After Nkarta said Oct. 17 that the FDA is allowing a human test of NKX019 in lupus nephritis, the company’s stock rose from $1.47 per share at market open to $3.14 by the end of the day. The allogeneic, CD19-directed CAR NK cell therapy candidate is already being tested out in a phase 1 trial for patients with B-cell malignancies, with top-line data expected next year.
In the shadows of Nkarta’s big announcement lies a workforce reduction, with the company set to lay off 18 employees, according to Securities and Exchange Commission documents filed Oct. 16.
The cuts—which will take place “across the board,” according to Hastings—align with the company’s mission to focus on its later-stage programs, including NKX019.
The layoffs are an attempt to save cash and support operations through 2024, when Nkarta anticipates multiple clinical data readouts. Alongside other cost-cutting measures, the layoffs are expected to extend the company’s cash runway by a year into 2026.
As of Sept. 30, the biotech had $278.4 million on hand.
Lupus nephritis impacts the kidneys specifically and is one of the most severe forms of systemic lupus erythematosus (SLE), an autoimmune disease in which the immune system attacks its own tissues, causing widespread inflammation and tissue damage.
“We're actively looking at other autoimmune diseases,” Nkarta Chief Medical Officer David Shook, M.D., told Fierce. “There's lots of diseases that are caused by autoantibodies, not just lupus. And we think that targeting B cells could be helpful in those as well.”
Their theory is supported by a German study among five patients with SLE who received CAR-T cells, Shook said. The study, published last year in Nature Medicine, found all five patients were in remission after three months and that remission was maintained even after the reappearance of B cells beyond three months.
Nkarta's new trial will be a multicenter, open-label, dose-escalation study in patients with refractory lupus nephritis. Patients will receive a three-dose cycle of NKX019 on three separate occasions, each a week apart, after lymphodepletion with cyclophosphamide, an immunosuppressive drug with an established safety profile in lupus that is also used as chemotherapy. The trial is expected to include up to 12 patients, with the first patient set to enroll in the first half of 2024.
Nkarta is also partnering with Lupus Therapeutics, a clinical research affiliate of the Lupus Research Alliance, to help speed up NKX019’s development.
Current lupus treatments include GSK’s SLE drug Benlysta, a biologic therapy approved by the FDA in 2011 that brought in more than $1 billion last year, and AstraZeneca’s Saphnelo, an IV infusion that snagged approval for patients with SLE in 2021.
“Right now, what's on the market are largely ineffective and require, more or less, lifetime treatment,” Shook said.

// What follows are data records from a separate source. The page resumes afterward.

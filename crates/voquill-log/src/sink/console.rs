//! Sink that relays records into `tracing`.
//!
//! Attaching installs the global subscriber (env filter + formatted console
//! output). If the host already installed one, records flow through it.

use futures::future::{self, BoxFuture, FutureExt};
use tracing_subscriber::prelude::*;
use tracing_subscriber::{fmt, EnvFilter};

use super::LogSink;
use crate::config::LoggingConfig;
use crate::error::{LogError, LogResult};
use crate::level::Severity;

/// Target every relayed record is emitted under.
pub const APP_TARGET: &str = "voquill_app";

/// Relays records as `tracing` events under [`APP_TARGET`].
#[derive(Debug, Clone)]
pub struct TracingSink {
    filter: String,
    ansi: bool,
    with_target: bool,
}

impl TracingSink {
    pub fn new(config: &LoggingConfig) -> Self {
        Self {
            filter: config.filter.clone(),
            ansi: config.ansi,
            with_target: config.with_target,
        }
    }

    /// Filter directives the subscriber is installed with.
    pub fn filter(&self) -> &str {
        &self.filter
    }

    fn install_subscriber(&self) -> LogResult<()> {
        let filter =
            EnvFilter::try_new(&self.filter).map_err(|e| LogError::SinkSetup(e.to_string()))?;

        let console = fmt::layer()
            .with_ansi(self.ansi)
            .with_target(self.with_target);

        if let Err(e) = tracing_subscriber::registry()
            .with(filter)
            .with(console)
            .try_init()
        {
            // A host subscriber is already in place; relay through it
            tracing::debug!(error = %e, "Global subscriber already installed");
        }

        Ok(())
    }
}

impl Default for TracingSink {
    fn default() -> Self {
        Self::new(&LoggingConfig::default())
    }
}

impl LogSink for TracingSink {
    fn write(&self, severity: Severity, message: String) -> BoxFuture<'static, LogResult<()>> {
        match severity {
            Severity::Info => tracing::info!(target: APP_TARGET, "{}", message),
            Severity::Warning => tracing::warn!(target: APP_TARGET, "{}", message),
            Severity::Error => tracing::error!(target: APP_TARGET, "{}", message),
            Severity::Verbose => tracing::debug!(target: APP_TARGET, "{}", message),
        }
        future::ready(Ok(())).boxed()
    }

    fn attach(&self) -> BoxFuture<'static, LogResult<()>> {
        future::ready(self.install_subscriber()).boxed()
    }
}
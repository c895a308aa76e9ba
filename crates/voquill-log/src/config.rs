//! Logging configuration.

use std::path::PathBuf;

use serde::{Deserialize, Serialize};

/// Environment variable holding filter directives for the console relay.
pub const FILTER_ENV: &str = "VOQUILL_LOG";

/// Environment variable overriding the data directory.
pub const DATA_DIR_ENV: &str = "VOQUILL_DATA_DIR";

const DEFAULT_FILTER: &str = "info,voquill_app=debug";
const PREFERENCES_FILE: &str = "preferences.redb";

/// Configuration for the console relay and the preference database.
#[derive(Debug, Clone, PartialEq, Eq, Serialize, Deserialize)]
#[serde(default)]
pub struct LoggingConfig {
    /// Filter directives (e.g., "info,voquill_app=debug")
    pub filter: String,

    /// Colorize console output
    pub ansi: bool,

    /// Print the event target alongside each line
    pub with_target: bool,

    /// Directory holding the preference database
    pub data_dir: Option<PathBuf>,
}

impl Default for LoggingConfig {
    fn default() -> Self {
        Self {
            filter: DEFAULT_FILTER.to_string(),
            ansi: true,
            with_target: true,
            data_dir: None,
        }
    }
}

impl LoggingConfig {
    /// Defaults overridden by `VOQUILL_LOG` and `VOQUILL_DATA_DIR`.
    pub fn from_env() -> Self {
        let mut config = Self::default();
        if let Ok(filter) = std::env::var(FILTER_ENV) {
            if !filter.trim().is_empty() {
                config.filter = filter;
            }
        }
        if let Some(dir) = std::env::var_os(DATA_DIR_ENV) {
            config.data_dir = Some(PathBuf::from(dir));
        }
        config
    }

    /// Data directory, defaulting to the platform data dir.
    pub fn data_dir(&self) -> PathBuf {
        self.data_dir.clone().unwrap_or_else(|| {
            dirs::data_dir()
                .unwrap_or_else(|| PathBuf::from("."))
                .join("voquill")
        })
    }

    /// Location of the preference database.
    pub fn preferences_path(&self) -> PathBuf {
        self.data_dir().join(PREFERENCES_FILE)
    }
}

Bringing cell therapy outside of cancer may be seen as somewhat inaccessible right now, Shook said, adding that there’s “lots of legwork.” However, if NKX019 were to reach the market, Nkarta expects its off-the-shelf availability to reduce patient burden and eliminate the need for costly infrastructure and treatment delays currently associated with autologous cell therapies. The asset is active immediately, is self-sustaining and doesn’t require large cytokine surges from preparative chemotherapy.